2 Help For Users

From the user’s perspective, there’s nothing to the GnuTLS integration. It Just Works for any Emacs Lisp code that uses open-protocol-stream or open-network-stream (see Network Connections in The Emacs Lisp Reference Manual). The two functions are equivalent, the first one being an alias of the second.

There’s one way to find out if GnuTLS is available, by calling gnutls-available-p. This is a little bit trickier on the W32 (Windows) platform, but if you have the GnuTLS DLLs (available from https://sourceforge.net/projects/ezwinports/files/ thanks to Eli Zaretskii) in the same directory as Emacs, you should be OK.

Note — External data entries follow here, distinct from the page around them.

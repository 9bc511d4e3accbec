//! In-memory document tree.
//!
//! Nodes live in an arena owned by [`Document`] and are addressed by
//! [`NodeId`]. Node 0 is always the document node. Detached nodes stay in the
//! arena with no parent.

pub mod markup;
pub mod snapshot;

pub use snapshot::locate_target;

use thiserror::Error;

#[derive(Debug, Clone, Copy, PartialEq, Eq, Hash, PartialOrd, Ord)]
pub struct NodeId(usize);

impl NodeId {
    pub fn index(self) -> usize {
        self.0
    }
}

#[derive(Debug, Error)]
pub enum DomError {
    #[error("Markup error at byte {position}: {message}")]
    Markup { position: usize, message: String },
    #[error("Document has no root element")]
    Empty,
    #[error("Invalid snapshot: {0}")]
    Snapshot(#[from] serde_json::Error),
}

#[derive(Debug, Clone)]
enum NodeKind {
    Document,
    Element(Element),
    Text(String),
}

#[derive(Debug, Clone)]
struct Element {
    tag_name: String,
    /// Attributes in source order.
    attrs: Vec<(String, String)>,
}

#[derive(Debug, Clone)]
struct Node {
    parent: Option<NodeId>,
    children: Vec<NodeId>,
    kind: NodeKind,
}

#[derive(Debug, Clone)]
pub struct Document {
    nodes: Vec<Node>,
}

impl Default for Document {
    fn default() -> Self {
        Self::new()
    }
}

impl Document {
    pub fn new() -> Self {
        Self {
            nodes: vec![Node {
                parent: None,
                children: Vec::new(),
                kind: NodeKind::Document,
            }],
        }
    }

    /// The document node.
    pub fn root(&self) -> NodeId {
        NodeId(0)
    }

    /// First element child of the document node (`<html>`).
    pub fn document_element(&self) -> Option<NodeId> {
        self.child_elements(self.root()).next()
    }

    fn create_node(&mut self, parent: Option<NodeId>, kind: NodeKind) -> NodeId {
        let id = NodeId(self.nodes.len());
        self.nodes.push(Node {
            parent,
            children: Vec::new(),
            kind,
        });
        if let Some(parent_id) = parent {
            self.nodes[parent_id.0].children.push(id);
        }
        id
    }

    pub fn append_element<I, K, V>(&mut self, parent: NodeId, tag_name: &str, attrs: I) -> NodeId
    where
        I: IntoIterator<Item = (K, V)>,
        K: Into<String>,
        V: Into<String>,
    {
        let element = Element {
            tag_name: tag_name.to_string(),
            attrs: attrs
                .into_iter()
                .map(|(k, v)| (k.into(), v.into()))
                .collect(),
        };
        self.create_node(Some(parent), NodeKind::Element(element))
    }

    pub fn append_text(&mut self, parent: NodeId, text: &str) -> NodeId {
        self.create_node(Some(parent), NodeKind::Text(text.to_string()))
    }

    pub fn create_detached_element(&mut self, tag_name: &str) -> NodeId {
        let element = Element {
            tag_name: tag_name.to_string(),
            attrs: Vec::new(),
        };
        self.create_node(None, NodeKind::Element(element))
    }

    /// Remove a node from its parent. The subtree stays intact but detached.
    pub fn detach(&mut self, id: NodeId) {
        let Some(parent) = self.parent(id) else {
            return;
        };
        self.nodes[parent.0].children.retain(|child| *child != id);
        self.nodes[id.0].parent = None;
    }

    /// Set or replace an attribute, keeping source order for existing names.
    pub fn set_attr(&mut self, id: NodeId, name: &str, value: &str) {
        if let Some(NodeKind::Element(element)) = self.nodes.get_mut(id.0).map(|n| &mut n.kind) {
            match element.attrs.iter_mut().find(|(k, _)| k == name) {
                Some(slot) => slot.1 = value.to_string(),
                None => element.attrs.push((name.to_string(), value.to_string())),
            }
        }
    }

    fn element(&self, id: NodeId) -> Option<&Element> {
        match &self.nodes.get(id.0)?.kind {
            NodeKind::Element(element) => Some(element),
            _ => None,
        }
    }

    pub fn contains(&self, id: NodeId) -> bool {
        id.0 < self.nodes.len()
    }

    pub fn is_element(&self, id: NodeId) -> bool {
        self.element(id).is_some()
    }

    pub fn is_document(&self, id: NodeId) -> bool {
        id == self.root()
    }

    pub fn parent(&self, id: NodeId) -> Option<NodeId> {
        self.nodes.get(id.0)?.parent
    }

    /// Parent only when it is an element (`parentElement`).
    pub fn parent_element(&self, id: NodeId) -> Option<NodeId> {
        self.parent(id).filter(|p| self.is_element(*p))
    }

    pub fn children(&self, id: NodeId) -> &[NodeId] {
        self.nodes
            .get(id.0)
            .map(|n| n.children.as_slice())
            .unwrap_or(&[])
    }

    /// Element children in order (`children`, as opposed to `childNodes`).
    pub fn child_elements(&self, id: NodeId) -> impl Iterator<Item = NodeId> + '_ {
        self.children(id)
            .iter()
            .copied()
            .filter(|c| self.is_element(*c))
    }

    pub fn tag_name(&self, id: NodeId) -> Option<&str> {
        self.element(id).map(|e| e.tag_name.as_str())
    }

    pub fn attributes(&self, id: NodeId) -> &[(String, String)] {
        self.element(id)
            .map(|e| e.attrs.as_slice())
            .unwrap_or(&[])
    }

    pub fn attr(&self, id: NodeId, name: &str) -> Option<&str> {
        self.attributes(id)
            .iter()
            .find(|(k, _)| k == name)
            .map(|(_, v)| v.as_str())
    }

    /// The `id` attribute when present and non-empty.
    pub fn element_id(&self, id: NodeId) -> Option<&str> {
        self.attr(id, "id").filter(|v| !v.is_empty())
    }

    pub fn text(&self, id: NodeId) -> Option<&str> {
        match &self.nodes.get(id.0)?.kind {
            NodeKind::Text(text) => Some(text),
            _ => None,
        }
    }

    /// First direct text child, which is what XPath's `text()` yields in a
    /// string context.
    pub fn first_text(&self, id: NodeId) -> Option<&str> {
        self.children(id).iter().find_map(|c| self.text(*c))
    }

    /// Concatenated text of all descendants.
    pub fn text_content(&self, id: NodeId) -> String {
        let mut out = String::new();
        self.collect_text(id, &mut out);
        out
    }

    fn collect_text(&self, id: NodeId, out: &mut String) {
        if let Some(text) = self.text(id) {
            out.push_str(text);
            return;
        }
        for child in self.children(id) {
            self.collect_text(*child, out);
        }
    }

    /// Whether the node can be reached from the document node.
    pub fn is_connected(&self, id: NodeId) -> bool {
        let mut cursor = Some(id);
        while let Some(current) = cursor {
            if current == self.root() {
                return true;
            }
            cursor = self.parent(current);
        }
        false
    }

    /// Number of element ancestors.
    pub fn depth(&self, id: NodeId) -> usize {
        let mut depth = 0;
        let mut cursor = self.parent_element(id);
        while let Some(current) = cursor {
            depth += 1;
            cursor = self.parent_element(current);
        }
        depth
    }

    /// Walk `levels` steps up the parent chain.
    pub fn ancestor(&self, id: NodeId, levels: usize) -> Option<NodeId> {
        let mut current = id;
        for _ in 0..levels {
            current = self.parent(current)?;
        }
        Some(current)
    }

    /// Attached elements in document order.
    pub fn elements(&self) -> Vec<NodeId> {
        let mut out = Vec::new();
        let mut stack = vec![self.root()];
        while let Some(current) = stack.pop() {
            if self.is_element(current) {
                out.push(current);
            }
            stack.extend(self.children(current).iter().rev().copied());
        }
        out
    }
}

Function: gnutls-available-p

This function returns non-nil if GnuTLS is available in this instance of Emacs, nil otherwise. If GnuTLS is available, the value is a list of GnuTLS capabilities supported by the installed GnuTLS library, which depends on the library version. The meaning of the capabilities is documented in the doc string of this function.

Oh, but sometimes things go wrong. Budgets aren’t balanced, television ads lie, and even TLS and SSL connections can fail to work properly. Well, there’s something to be done in the last case.

Variable: gnutls-log-level

The gnutls-log-level variable sets the log level. 1 is verbose. 2 is very verbose. 5 is crazy. Crazy! Set it to 1 or 2 and look in the *Messages* buffer for the debugging information.

Variable: gnutls-algorithm-priority

The gnutls-algorithm-priority variable sets the GnuTLS priority string. This is global, not per host name (although gnutls-negotiate supports a priority string per connection so it could be done if needed). For details see the GnuTLS documentation and the GnuTLS priority string syntax and description.

Variable: gnutls-trustfiles

The gnutls-trustfiles variable is a list of trustfiles (certificates for the issuing authorities). This is global, not per host name (although gnutls-negotiate supports a trustfile per connection so it could be done if needed). The trustfiles can be in PEM or DER format and examples can be found in most Unix distributions. By default the following locations are tried in this order: /etc/ssl/certs/ca-certificates.crt for Debian, Ubuntu, Gentoo and Arch Linux; /etc/pki/tls/certs/ca-bundle.crt for Fedora and RHEL; /etc/ssl/ca-bundle.pem for SUSE; /usr/ssl/certs/ca-bundle.crt for Cygwin; /usr/local/share/certs/ca-root-nss.crt for FreeBSD. You can easily customize gnutls-trustfiles to be something else, but let us know if you do, so we can make the change to benefit the other users of that platform.

Variable: gnutls-verify-error

The gnutls-verify-error variable allows you to verify SSL/TLS server certificates for all connections or by host name. It defaults to nil for now but will likely be changed to t later, meaning that all certificates will be verified.

There are two checks available currently, that the certificate has been issued by a trusted authority as defined by gnutls-trustfiles, and that the hostname matches the certificate. t enables both checks, but you can enable them individually as well with :trustfiles and :hostname instead.

Because of the low-level interactions with the GnuTLS library, there is no way currently to ask if a certificate can be accepted. You have to look in the *Messages* buffer.

Variable: gnutls-min-prime-bits

The gnutls-min-prime-bits variable is a pretty exotic customization for cases where you want to refuse handshakes with keys under a specific size. If you don’t know for sure that you need it, you don’t. Leave it nil.